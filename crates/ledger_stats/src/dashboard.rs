//! Periodic and cumulative time series for dashboards.

use crate::ledger::types::BlockReward;
use crate::ledger::start_of_day;
use crate::math::{self, additive_merge, DenomAmounts};
use crate::price::{self, PriceHistory};
use bigdecimal::{BigDecimal, Zero};
use serde::{Deserialize, Serialize};
use std::collections::BTreeMap;
use time::{Date, OffsetDateTime};
use tracing::debug;

/// Values that can be summed into a running total.
pub trait Additive: Clone {
    fn empty() -> Self;
    fn accumulate(&mut self, other: &Self);
}

impl Additive for BigDecimal {
    fn empty() -> Self {
        BigDecimal::zero()
    }

    fn accumulate(&mut self, other: &Self) {
        *self += other;
    }
}

impl Additive for DenomAmounts {
    fn empty() -> Self {
        DenomAmounts::new()
    }

    fn accumulate(&mut self, other: &Self) {
        additive_merge(self, other);
    }
}

#[derive(Clone, Debug, PartialEq, Serialize, Deserialize)]
pub struct DatedValue<V> {
    #[serde(with = "time::serde::rfc3339")]
    pub datetime: OffsetDateTime,
    pub value: V,
}

impl<V> DatedValue<V> {
    pub fn new(datetime: OffsetDateTime, value: V) -> Self {
        Self { datetime, value }
    }
}

/// Two series of equal length: the input as-is and its running sum.
#[derive(Clone, Debug, PartialEq, Serialize, Deserialize)]
pub struct DashboardSeries<V> {
    pub periodic: Vec<DatedValue<V>>,
    pub cumulative: Vec<DatedValue<V>>,
}

impl<V> DashboardSeries<V> {
    pub fn map<U>(self, f: impl Fn(V) -> U) -> DashboardSeries<U> {
        let conv = |points: Vec<DatedValue<V>>| -> Vec<DatedValue<U>> {
            points
                .into_iter()
                .map(|p| DatedValue::new(p.datetime, f(p.value)))
                .collect()
        };
        DashboardSeries {
            periodic: conv(self.periodic),
            cumulative: conv(self.cumulative),
        }
    }

    pub fn len(&self) -> usize {
        self.periodic.len()
    }

    pub fn is_empty(&self) -> bool {
        self.periodic.is_empty()
    }
}

/// Build both series from time-ordered `points`, then keep the last `count` entries of each.
/// `None` or `Some(0)` keeps everything. The running sum covers the full input before truncation.
pub fn bucketize<V: Additive>(points: Vec<DatedValue<V>>, count: Option<usize>) -> DashboardSeries<V> {
    let mut running = V::empty();
    let cumulative: Vec<DatedValue<V>> = points
        .iter()
        .map(|p| {
            running.accumulate(&p.value);
            DatedValue::new(p.datetime, running.clone())
        })
        .collect();
    let keep = match count {
        Some(n) if n > 0 => n.min(points.len()),
        _ => points.len(),
    };
    let skip = points.len() - keep;
    DashboardSeries {
        periodic: points.into_iter().skip(skip).collect(),
        cumulative: cumulative.into_iter().skip(skip).collect(),
    }
}

/// Per-day, per-denom sums of all validator rewards in `blocks` dated before the day of `before`.
pub fn daily_reward_totals<'a>(
    blocks: impl IntoIterator<Item = &'a BlockReward>,
    before: OffsetDateTime,
) -> BTreeMap<Date, DenomAmounts> {
    let cutoff = start_of_day(before);
    let mut out: BTreeMap<Date, DenomAmounts> = BTreeMap::new();
    for block in blocks {
        if block.timestamp >= cutoff {
            continue;
        }
        let day = out.entry(block.timestamp.date()).or_default();
        for per_denom in block.reward_per_val.values() {
            let parsed: DenomAmounts = per_denom
                .iter()
                .filter_map(|(d, a)| math::parse(a).ok().map(|v| (d.clone(), v)))
                .collect();
            additive_merge(day, &parsed);
        }
    }
    out
}

/// Daily reward totals valued in `valuation_denom` with that day's prices, as a dashboard
/// series. Denoms without a price on their day are left out of that day; days with nothing
/// convertible are left out entirely.
pub fn block_reward_series(
    daily: &BTreeMap<Date, DenomAmounts>,
    prices: &PriceHistory,
    valuation_denom: &str,
    reference_denom: &str,
    count: Option<usize>,
) -> DashboardSeries<BigDecimal> {
    let mut points = Vec::with_capacity(daily.len());
    for (date, amounts) in daily {
        let mut total: Option<BigDecimal> = None;
        for (denom, amount) in amounts {
            let value = price::value_in(denom, amount, valuation_denom, reference_denom, |d| {
                prices.get(*date, d).cloned()
            });
            match value {
                Some(v) => *total.get_or_insert_with(BigDecimal::zero) += v,
                None => debug!(%date, %denom, "no price snapshot"),
            }
        }
        if let Some(total) = total {
            points.push(DatedValue::new(date.midnight().assume_utc(), total));
        }
    }
    bucketize(points, count)
}

#[cfg(test)]
mod tests {
    use super::*;
    use time::macros::{date, datetime};
    use time::Duration;

    fn dec(s: &str) -> BigDecimal {
        math::parse(s).unwrap()
    }

    fn series(values: &[&str]) -> Vec<DatedValue<BigDecimal>> {
        values
            .iter()
            .enumerate()
            .map(|(i, v)| DatedValue::new(datetime!(2020-06-01 0:00 UTC) + Duration::days(i as i64), dec(v)))
            .collect()
    }

    fn values(points: &[DatedValue<BigDecimal>]) -> Vec<String> {
        points.iter().map(|p| math::format(&p.value)).collect()
    }

    #[test]
    fn periodic_and_cumulative() {
        let s = bucketize(series(&["1", "2", "3.5"]), None);
        assert_eq!(values(&s.periodic), ["1", "2", "3.5"]);
        assert_eq!(values(&s.cumulative), ["1", "3", "6.5"]);
    }

    #[test]
    fn trailing_count_applies_to_both() {
        let s = bucketize(series(&["1", "2", "3", "4"]), Some(2));
        assert_eq!(values(&s.periodic), ["3", "4"]);
        assert_eq!(values(&s.cumulative), ["6", "10"]);
        assert_eq!(s.periodic.len(), s.cumulative.len());
        assert_eq!(bucketize(series(&["1", "2"]), Some(0)).len(), 2);
        assert_eq!(bucketize(series(&["1", "2"]), Some(9)).len(), 2);
    }

    #[test]
    fn cumulative_is_monotonic_for_non_negative_input() {
        let points: Vec<DatedValue<DenomAmounts>> = (0..10)
            .map(|i| {
                let mut m = DenomAmounts::new();
                m.insert("uluna".into(), BigDecimal::from(i % 3));
                if i % 2 == 0 {
                    m.insert("ukrw".into(), dec("0.5"));
                }
                DatedValue::new(datetime!(2020-06-01 0:00 UTC) + Duration::days(i), m)
            })
            .collect();
        let s = bucketize(points, None);
        for pair in s.cumulative.windows(2) {
            for (denom, prev) in &pair[0].value {
                assert!(pair[1].value.get(denom).is_some_and(|next| next >= prev));
            }
        }
    }

    fn block(at: OffsetDateTime, rewards: &[(&str, &str, &str)]) -> BlockReward {
        let mut reward_per_val: BTreeMap<String, BTreeMap<String, String>> = BTreeMap::new();
        for (val, denom, amount) in rewards {
            reward_per_val
                .entry(val.to_string())
                .or_default()
                .insert(denom.to_string(), amount.to_string());
        }
        BlockReward {
            height: 1,
            timestamp: at,
            reward_per_val,
            commission_per_val: BTreeMap::new(),
        }
    }

    #[test]
    fn block_rewards_valued_per_day() {
        let blocks = [
            block(datetime!(2020-06-01 1:00 UTC), &[("v1", "uluna", "10"), ("v2", "ukrw", "2400")]),
            block(datetime!(2020-06-01 2:00 UTC), &[("v1", "uusd", "5")]),
            block(datetime!(2020-06-02 2:00 UTC), &[("v1", "usdr", "1")]),
            block(datetime!(2020-06-03 2:00 UTC), &[("v1", "uluna", "1")]),
            block(datetime!(2020-06-04 2:00 UTC), &[("v1", "uluna", "100")]),
        ];
        let daily = daily_reward_totals(blocks.iter(), datetime!(2020-06-04 9:00 UTC));
        assert_eq!(daily.len(), 3);

        let mut prices = PriceHistory::default();
        prices.insert(date!(2020 - 06 - 01), "uusd", dec("2"));
        prices.insert(date!(2020 - 06 - 01), "ukrw", dec("2400"));
        prices.insert(date!(2020 - 06 - 03), "uusd", dec("3"));

        let s = block_reward_series(&daily, &prices, "uusd", "uluna", None);
        // 10 luna * 2 + 2400 krw * 2 / 2400 + 5 usd; 06-02 has no usdr price
        assert_eq!(values(&s.periodic), ["27", "3"]);
        assert_eq!(values(&s.cumulative), ["27", "30"]);
    }
}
..............................
**TASK OBJECTIVE:**
Output the line containing "let mut m = DenomAmounts::new();" together with all later lines of the entries, exactly as written, through the final line.

**RESPONSE TO THIS EXERCISE:**
                let mut m = DenomAmounts::new();
                m.insert("uluna".into(), BigDecimal::from(i % 3));
                if i % 2 == 0 {
                    m.insert("ukrw".into(), dec("0.5"));
                }
                DatedValue::new(datetime!(2020-06-01 0:00 UTC) + Duration::days(i), m)
            })
            .collect();
        let s = bucketize(points, None);
        for pair in s.cumulative.windows(2) {
            for (denom, prev) in &pair[0].value {
                assert!(pair[1].value.get(denom).is_some_and(|next| next >= prev));
            }
        }
    }

    fn block(at: OffsetDateTime, rewards: &[(&str, &str, &str)]) -> BlockReward {
        let mut reward_per_val: BTreeMap<String, BTreeMap<String, String>> = BTreeMap::new();
        for (val, denom, amount) in rewards {
            reward_per_val
                .entry(val.to_string())
                .or_default()
                .insert(denom.to_string(), amount.to_string());
        }
        BlockReward {
            height: 1,
            timestamp: at,
            reward_per_val,
            commission_per_val: BTreeMap::new(),
        }
    }

    #[test]
    fn block_rewards_valued_per_day() {
        let blocks = [
            block(datetime!(2020-06-01 1:00 UTC), &[("v1", "uluna", "10"), ("v2", "ukrw", "2400")]),
            block(datetime!(2020-06-01 2:00 UTC), &[("v1", "uusd", "5")]),
            block(datetime!(2020-06-02 2:00 UTC), &[("v1", "usdr", "1")]),
            block(datetime!(2020-06-03 2:00 UTC), &[("v1", "uluna", "1")]),
            block(datetime!(2020-06-04 2:00 UTC), &[("v1", "uluna", "100")]),
        ];
        let daily = daily_reward_totals(blocks.iter(), datetime!(2020-06-04 9:00 UTC));
        assert_eq!(daily.len(), 3);

        let mut prices = PriceHistory::default();
        prices.insert(date!(2020 - 06 - 01), "uusd", dec("2"));
        prices.insert(date!(2020 - 06 - 01), "ukrw", dec("2400"));
        prices.insert(date!(2020 - 06 - 03), "uusd", dec("3"));

        let s = block_reward_series(&daily, &prices, "uusd", "uluna", None);
        // 10 luna * 2 + 2400 krw * 2 / 2400 + 5 usd; 06-02 has no usdr price
        assert_eq!(values(&s.periodic), ["27", "3"]);
        assert_eq!(values(&s.cumulative), ["27", "30"]);
    }
}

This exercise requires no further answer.